Material to process:

+---+

//! Headless aquarium runner.

mod driver;
mod store;
mod telemetry;

use anyhow::Result;
use aquarium_core::DriverConfig;
use std::path::PathBuf;
use tokio::signal;
use tracing::info;

const DEFAULT_CONFIG_PATH: &str = "./aquarium-config.json";

#[tokio::main]
async fn main() -> Result<()> {
    telemetry::init_telemetry()?;

    // Load configuration
    let config_path = std::env::var("AQUARIUM_CONFIG")
        .map(PathBuf::from)
        .unwrap_or_else(|_| PathBuf::from(DEFAULT_CONFIG_PATH));
    let config = DriverConfig::load(&config_path);

    info!("Starting aquarium, saving to {}", config.save_path);

    let driver = driver::Driver::load(config).await;
    info!(
        fish = driver.aquarium().len(),
        alive = driver.aquarium().alive_count(),
        "Aquarium ready"
    );
    let aquarium = driver.run(shutdown_signal()).await?;

    info!("Final state:\n{}", aquarium);
    Ok(())
}

async fn shutdown_signal() {
    let ctrl_c = async {
        signal::ctrl_c()
            .await
            .expect("failed to install Ctrl+C handler");
    };

    #[cfg(unix)]
    let terminate = async {
        signal::unix::signal(signal::unix::SignalKind::terminate())
            .expect("failed to install signal handler")
            .recv()
            .await;
    };

    #[cfg(not(unix))]
    let terminate = std::future::pending::<()>();

    tokio::select! {
        _ = ctrl_c => {},
        _ = terminate => {},
    }

    info!("Shutdown signal received");
}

+---+

Work instruction: In the listing above, the lines from the one containing "use tracing::info;" through the last line are to be returned exactly.

Response area:
use tracing::info;

const DEFAULT_CONFIG_PATH: &str = "./aquarium-config.json";

#[tokio::main]
async fn main() -> Result<()> {
    telemetry::init_telemetry()?;

    // Load configuration
    let config_path = std::env::var("AQUARIUM_CONFIG")
        .map(PathBuf::from)
        .unwrap_or_else(|_| PathBuf::from(DEFAULT_CONFIG_PATH));
    let config = DriverConfig::load(&config_path);

    info!("Starting aquarium, saving to {}", config.save_path);

    let driver = driver::Driver::load(config).await;
    info!(
        fish = driver.aquarium().len(),
        alive = driver.aquarium().alive_count(),
        "Aquarium ready"
    );
    let aquarium = driver.run(shutdown_signal()).await?;

    info!("Final state:\n{}", aquarium);
    Ok(())
}

async fn shutdown_signal() {
    let ctrl_c = async {
        signal::ctrl_c()
            .await
            .expect("failed to install Ctrl+C handler");
    };

    #[cfg(unix)]
    let terminate = async {
        signal::unix::signal(signal::unix::SignalKind::terminate())
            .expect("failed to install signal handler")
            .recv()
            .await;
    };

    #[cfg(not(unix))]
    let terminate = std::future::pending::<()>();

    tokio::select! {
        _ = ctrl_c => {},
        _ = terminate => {},
    }

    info!("Shutdown signal received");
}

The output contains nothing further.